## EXERCISE BRIEF
Every line that contains "HTTP" must be located and copied from the data.

## SUPPLIED ENTRIES

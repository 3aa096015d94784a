//! Upstream HTTP fetching with session cookies, retries and failure diagnostics.
//!
//! # Features
//!
//! - Cookie-persistent client per site, seeded User-Agent, browser-like headers
//! - Exponential backoff with jitter for transport failures and soft statuses
//! - Classified [`UpstreamDiagnostic`] attached to every HTTP rejection
//! - Final-URL resolution (HEAD, redirects disabled), single and batched

mod constants;
mod context;
pub mod diagnostics;
mod error;
mod retry;

pub use constants::{DEFAULT_MAX_RETRIES, DEFAULT_TIMEOUT, RETRYABLE_STATUSES};
pub use context::{FetchContext, FetchContextCache, FetchOptions, ResolveRetry};
pub use diagnostics::{DiagnosticSummary, FailureReason, UpstreamDiagnostic, UpstreamProvider, classify};
pub use error::FetchError;
pub use retry::{RetryDecision, RetryPolicy, is_retryable_status};

pub(crate) use retry::random_below;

## TASK RESPONSE
//! Upstream HTTP fetching with session cookies, retries and failure diagnostics.
//! - Classified [`UpstreamDiagnostic`] attached to every HTTP rejection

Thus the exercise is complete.